[Dataset records]
=== Begin Enclosure ===
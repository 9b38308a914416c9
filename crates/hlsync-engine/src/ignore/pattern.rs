//! Ignore pattern representation and matching.
//!
//! One `IgnorePattern` wraps a single raw ignore-file line. Matching
//! follows the common ignore-file convention for directory suffixes: the
//! pattern is run against `name/` when the entry is a directory and
//! against `name` verbatim otherwise, so a pattern ending in `/` only
//! matches directories. This is a best-effort approximation, not a full
//! gitignore implementation: there is no `!` negation, no `**` glob
//! expansion and no anchoring beyond what the regex engine provides.

use regex::Regex;
use tracing::warn;

/// Capability for deciding whether a name is ignored.
///
/// The regex-backed `IgnorePattern` is one strategy; a glob or full
/// gitignore matcher can implement this without touching the entry
/// filter.
pub trait PatternMatcher {
    fn matches(&self, name: &str, is_directory: bool) -> bool;
}

/// A single ignore-file line, matched literally and as a regex
#[derive(Debug, Clone)]
pub struct IgnorePattern {
    raw: String,
    regex: Option<Regex>,
}

impl IgnorePattern {
    /// Wrap one raw ignore-file line.
    ///
    /// Lines that fail regex compilation degrade to literal-equality
    /// matching only.
    pub fn new(raw: impl Into<String>) -> Self {
        let raw = raw.into();
        let regex = match Regex::new(&raw) {
            Ok(re) => Some(re),
            Err(e) => {
                warn!("ignore pattern '{}' is not a valid regex: {}", raw, e);
                None
            }
        };

        Self { raw, regex }
    }

    /// The raw ignore-file line this pattern was built from
    pub fn raw(&self) -> &str {
        &self.raw
    }
}

impl PatternMatcher for IgnorePattern {
    fn matches(&self, name: &str, is_directory: bool) -> bool {
        if self.raw == name {
            return true;
        }

        let Some(regex) = &self.regex else {
            return false;
        };

        if is_directory {
            regex.is_match(&format!("{}/", name))
        } else {
            regex.is_match(name)
        }
    }
}

#[cfg(test)]
mod tests {
    use super::*;

    #[test]
    fn test_literal_equality() {
        let pattern = IgnorePattern::new("dist");
        assert!(pattern.matches("dist", false));
        assert!(pattern.matches("dist", true));
        // the raw text doubles as an unanchored regex, so it also
        // matches as a substring
        assert!(pattern.matches("distance", false));
    }

    #[test]
    fn test_directory_suffix_convention() {
        let pattern = IgnorePattern::new("build/");
        assert!(pattern.matches("build", true));
        assert!(!pattern.matches("build", false));
    }

    #[test]
    fn test_regex_semantics() {
        let pattern = IgnorePattern::new(r"^\.env");
        assert!(pattern.matches(".env", false));
        assert!(pattern.matches(".env.local", false));
        assert!(!pattern.matches("env", false));
    }

    #[test]
    fn test_invalid_regex_degrades_to_literal() {
        let pattern = IgnorePattern::new("foo[");
        assert!(pattern.matches("foo[", false));
        assert!(!pattern.matches("foobar", false));
    }
}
=== End Enclosure ===
What this task involves: Retype the entries above exactly, but only from the line containing "representation and matching." through the line containing "pub trait PatternMatcher", both included.

Response below:
//! Ignore pattern representation and matching.
//!
//! One `IgnorePattern` wraps a single raw ignore-file line. Matching
//! follows the common ignore-file convention for directory suffixes: the
//! pattern is run against `name/` when the entry is a directory and
//! against `name` verbatim otherwise, so a pattern ending in `/` only
//! matches directories. This is a best-effort approximation, not a full
//! gitignore implementation: there is no `!` negation, no `**` glob
//! expansion and no anchoring beyond what the regex engine provides.

use regex::Regex;
use tracing::warn;

/// Capability for deciding whether a name is ignored.
///
/// The regex-backed `IgnorePattern` is one strategy; a glob or full
/// gitignore matcher can implement this without touching the entry
/// filter.
pub trait PatternMatcher {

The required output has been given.